#### Exercise objective
Search the entries for lines with the string "DirectionError" and say how many there are, giving only the number.

-- Opening Marker --

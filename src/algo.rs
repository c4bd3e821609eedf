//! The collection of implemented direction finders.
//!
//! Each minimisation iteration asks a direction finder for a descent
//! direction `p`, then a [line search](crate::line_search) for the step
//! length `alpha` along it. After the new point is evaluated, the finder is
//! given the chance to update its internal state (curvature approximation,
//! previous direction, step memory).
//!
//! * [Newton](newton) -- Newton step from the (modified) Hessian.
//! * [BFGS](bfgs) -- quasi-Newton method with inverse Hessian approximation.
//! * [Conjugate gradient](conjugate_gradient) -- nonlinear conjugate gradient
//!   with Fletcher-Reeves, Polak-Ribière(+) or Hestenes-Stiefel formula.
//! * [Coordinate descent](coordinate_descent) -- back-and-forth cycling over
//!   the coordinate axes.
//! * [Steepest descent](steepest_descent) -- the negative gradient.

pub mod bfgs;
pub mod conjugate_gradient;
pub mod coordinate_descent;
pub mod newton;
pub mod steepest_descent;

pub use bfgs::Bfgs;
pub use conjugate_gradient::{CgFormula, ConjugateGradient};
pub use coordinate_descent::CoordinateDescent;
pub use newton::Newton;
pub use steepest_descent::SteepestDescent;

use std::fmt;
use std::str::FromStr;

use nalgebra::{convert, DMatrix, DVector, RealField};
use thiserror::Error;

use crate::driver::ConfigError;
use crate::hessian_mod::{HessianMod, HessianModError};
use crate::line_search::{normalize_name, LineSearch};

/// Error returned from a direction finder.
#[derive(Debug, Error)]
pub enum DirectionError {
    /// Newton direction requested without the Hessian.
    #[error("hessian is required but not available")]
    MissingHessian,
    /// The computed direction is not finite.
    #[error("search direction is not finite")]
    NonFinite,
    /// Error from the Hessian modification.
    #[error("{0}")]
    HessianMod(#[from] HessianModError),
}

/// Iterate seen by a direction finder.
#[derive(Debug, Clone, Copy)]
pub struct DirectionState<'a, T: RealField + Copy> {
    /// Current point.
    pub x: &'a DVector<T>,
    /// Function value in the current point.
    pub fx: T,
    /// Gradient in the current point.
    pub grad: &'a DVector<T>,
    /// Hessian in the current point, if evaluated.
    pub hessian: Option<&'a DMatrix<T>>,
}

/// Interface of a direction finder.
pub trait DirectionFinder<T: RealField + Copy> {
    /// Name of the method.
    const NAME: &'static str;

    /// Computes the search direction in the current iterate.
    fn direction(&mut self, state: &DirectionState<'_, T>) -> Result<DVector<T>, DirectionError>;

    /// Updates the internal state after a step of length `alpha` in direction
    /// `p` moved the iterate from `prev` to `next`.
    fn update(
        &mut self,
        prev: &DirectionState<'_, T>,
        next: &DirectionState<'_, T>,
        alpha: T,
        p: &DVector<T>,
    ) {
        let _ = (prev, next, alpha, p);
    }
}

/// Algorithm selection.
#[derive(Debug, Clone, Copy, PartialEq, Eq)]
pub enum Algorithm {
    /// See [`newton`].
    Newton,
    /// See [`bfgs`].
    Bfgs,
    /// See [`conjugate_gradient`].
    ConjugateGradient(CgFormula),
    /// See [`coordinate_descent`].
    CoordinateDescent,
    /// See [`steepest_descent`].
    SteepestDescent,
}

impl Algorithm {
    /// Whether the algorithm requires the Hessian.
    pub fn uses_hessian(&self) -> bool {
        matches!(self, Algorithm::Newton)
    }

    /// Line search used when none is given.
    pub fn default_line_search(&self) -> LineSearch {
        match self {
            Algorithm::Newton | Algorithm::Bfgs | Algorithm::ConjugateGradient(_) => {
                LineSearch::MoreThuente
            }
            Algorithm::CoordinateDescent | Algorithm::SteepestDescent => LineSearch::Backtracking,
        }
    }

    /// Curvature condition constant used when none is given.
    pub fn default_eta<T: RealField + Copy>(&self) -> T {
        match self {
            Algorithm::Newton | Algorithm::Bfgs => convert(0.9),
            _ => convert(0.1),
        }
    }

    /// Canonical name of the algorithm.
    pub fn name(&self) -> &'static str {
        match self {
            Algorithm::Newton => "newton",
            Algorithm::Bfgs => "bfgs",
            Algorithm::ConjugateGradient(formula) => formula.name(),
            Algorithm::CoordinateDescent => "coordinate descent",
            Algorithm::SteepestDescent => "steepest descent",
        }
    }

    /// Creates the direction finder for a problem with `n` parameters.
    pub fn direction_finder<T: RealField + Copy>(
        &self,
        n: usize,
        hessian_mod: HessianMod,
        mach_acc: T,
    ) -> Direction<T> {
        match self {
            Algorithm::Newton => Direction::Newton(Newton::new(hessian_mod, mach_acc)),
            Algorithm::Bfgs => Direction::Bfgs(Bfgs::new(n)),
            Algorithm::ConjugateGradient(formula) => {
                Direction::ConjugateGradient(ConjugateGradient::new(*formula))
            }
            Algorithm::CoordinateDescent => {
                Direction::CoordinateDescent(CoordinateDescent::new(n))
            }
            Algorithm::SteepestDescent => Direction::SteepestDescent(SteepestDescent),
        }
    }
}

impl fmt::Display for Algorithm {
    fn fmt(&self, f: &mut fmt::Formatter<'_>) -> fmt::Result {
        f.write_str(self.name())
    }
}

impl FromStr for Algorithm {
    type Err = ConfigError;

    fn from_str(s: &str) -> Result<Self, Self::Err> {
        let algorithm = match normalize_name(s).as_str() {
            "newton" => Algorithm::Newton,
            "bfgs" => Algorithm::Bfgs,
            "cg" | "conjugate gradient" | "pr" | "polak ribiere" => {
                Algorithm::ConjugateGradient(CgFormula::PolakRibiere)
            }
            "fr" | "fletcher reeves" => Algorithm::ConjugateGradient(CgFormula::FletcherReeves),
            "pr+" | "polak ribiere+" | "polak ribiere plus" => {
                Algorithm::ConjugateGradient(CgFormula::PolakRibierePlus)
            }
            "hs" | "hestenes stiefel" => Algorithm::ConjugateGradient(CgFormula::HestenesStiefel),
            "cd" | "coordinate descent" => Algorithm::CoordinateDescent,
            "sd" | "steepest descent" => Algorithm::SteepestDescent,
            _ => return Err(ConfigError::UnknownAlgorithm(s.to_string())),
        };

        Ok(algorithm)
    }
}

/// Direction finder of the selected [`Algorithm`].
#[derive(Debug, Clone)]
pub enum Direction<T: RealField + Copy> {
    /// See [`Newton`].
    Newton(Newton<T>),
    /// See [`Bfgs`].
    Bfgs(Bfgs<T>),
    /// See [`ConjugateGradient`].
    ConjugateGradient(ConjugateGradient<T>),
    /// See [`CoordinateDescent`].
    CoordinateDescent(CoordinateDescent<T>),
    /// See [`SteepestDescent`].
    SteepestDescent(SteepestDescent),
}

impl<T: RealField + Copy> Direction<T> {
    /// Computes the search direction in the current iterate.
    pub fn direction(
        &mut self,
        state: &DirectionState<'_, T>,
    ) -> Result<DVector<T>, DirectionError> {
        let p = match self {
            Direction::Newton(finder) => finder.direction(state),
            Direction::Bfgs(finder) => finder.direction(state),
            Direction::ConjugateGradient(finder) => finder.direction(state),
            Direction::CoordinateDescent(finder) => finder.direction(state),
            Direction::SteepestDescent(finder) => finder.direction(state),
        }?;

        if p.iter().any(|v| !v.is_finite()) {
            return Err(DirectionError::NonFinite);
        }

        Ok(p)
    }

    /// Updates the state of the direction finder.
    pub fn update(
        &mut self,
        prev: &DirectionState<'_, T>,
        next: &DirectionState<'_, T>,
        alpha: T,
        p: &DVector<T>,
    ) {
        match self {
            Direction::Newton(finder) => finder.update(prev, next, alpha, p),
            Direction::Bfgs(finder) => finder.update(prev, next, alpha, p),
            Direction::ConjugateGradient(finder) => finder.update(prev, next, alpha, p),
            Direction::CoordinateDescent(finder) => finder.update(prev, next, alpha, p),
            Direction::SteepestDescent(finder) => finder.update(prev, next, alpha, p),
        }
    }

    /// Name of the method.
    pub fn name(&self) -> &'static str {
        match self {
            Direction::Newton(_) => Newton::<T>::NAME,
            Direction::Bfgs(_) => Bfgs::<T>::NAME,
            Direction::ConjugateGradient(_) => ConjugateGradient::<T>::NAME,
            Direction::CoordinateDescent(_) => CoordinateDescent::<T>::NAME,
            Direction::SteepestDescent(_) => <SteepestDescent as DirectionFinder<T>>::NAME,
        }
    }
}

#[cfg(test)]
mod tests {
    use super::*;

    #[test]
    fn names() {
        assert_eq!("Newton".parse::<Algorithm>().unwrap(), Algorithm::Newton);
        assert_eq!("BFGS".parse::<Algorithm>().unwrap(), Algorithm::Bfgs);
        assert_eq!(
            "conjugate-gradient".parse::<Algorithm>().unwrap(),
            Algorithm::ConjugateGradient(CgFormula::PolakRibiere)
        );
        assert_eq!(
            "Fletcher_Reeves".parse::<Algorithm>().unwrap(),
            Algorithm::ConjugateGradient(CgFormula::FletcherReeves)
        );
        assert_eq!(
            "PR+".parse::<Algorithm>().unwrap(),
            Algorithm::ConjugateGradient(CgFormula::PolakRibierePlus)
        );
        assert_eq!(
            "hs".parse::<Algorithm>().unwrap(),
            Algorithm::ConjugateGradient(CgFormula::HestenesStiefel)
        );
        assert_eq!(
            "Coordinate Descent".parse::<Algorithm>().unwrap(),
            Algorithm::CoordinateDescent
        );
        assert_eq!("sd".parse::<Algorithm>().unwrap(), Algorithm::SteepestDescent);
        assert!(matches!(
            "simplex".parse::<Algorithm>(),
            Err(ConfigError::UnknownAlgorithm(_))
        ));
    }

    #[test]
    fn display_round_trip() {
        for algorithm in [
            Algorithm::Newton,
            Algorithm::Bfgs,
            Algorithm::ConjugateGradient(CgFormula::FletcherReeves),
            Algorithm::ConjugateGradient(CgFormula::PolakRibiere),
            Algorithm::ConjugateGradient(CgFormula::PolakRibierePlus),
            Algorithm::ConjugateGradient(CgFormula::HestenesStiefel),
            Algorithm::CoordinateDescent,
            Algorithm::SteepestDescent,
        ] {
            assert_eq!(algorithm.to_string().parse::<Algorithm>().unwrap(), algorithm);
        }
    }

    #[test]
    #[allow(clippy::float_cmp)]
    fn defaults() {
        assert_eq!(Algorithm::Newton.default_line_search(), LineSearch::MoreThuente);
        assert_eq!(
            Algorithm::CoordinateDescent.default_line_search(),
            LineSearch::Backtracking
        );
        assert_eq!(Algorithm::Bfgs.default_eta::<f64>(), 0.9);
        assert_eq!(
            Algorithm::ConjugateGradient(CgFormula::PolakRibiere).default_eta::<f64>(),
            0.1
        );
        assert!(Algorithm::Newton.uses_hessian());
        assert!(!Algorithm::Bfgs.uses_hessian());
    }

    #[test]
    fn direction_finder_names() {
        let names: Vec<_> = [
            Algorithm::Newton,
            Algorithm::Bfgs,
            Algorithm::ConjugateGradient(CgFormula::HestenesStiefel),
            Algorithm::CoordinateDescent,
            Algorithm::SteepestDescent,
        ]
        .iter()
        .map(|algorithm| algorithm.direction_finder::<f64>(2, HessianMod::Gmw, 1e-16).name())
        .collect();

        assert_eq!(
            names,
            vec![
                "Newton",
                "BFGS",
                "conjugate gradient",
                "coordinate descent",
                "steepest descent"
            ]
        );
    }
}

-- Closing Marker --

#### Expected answer
4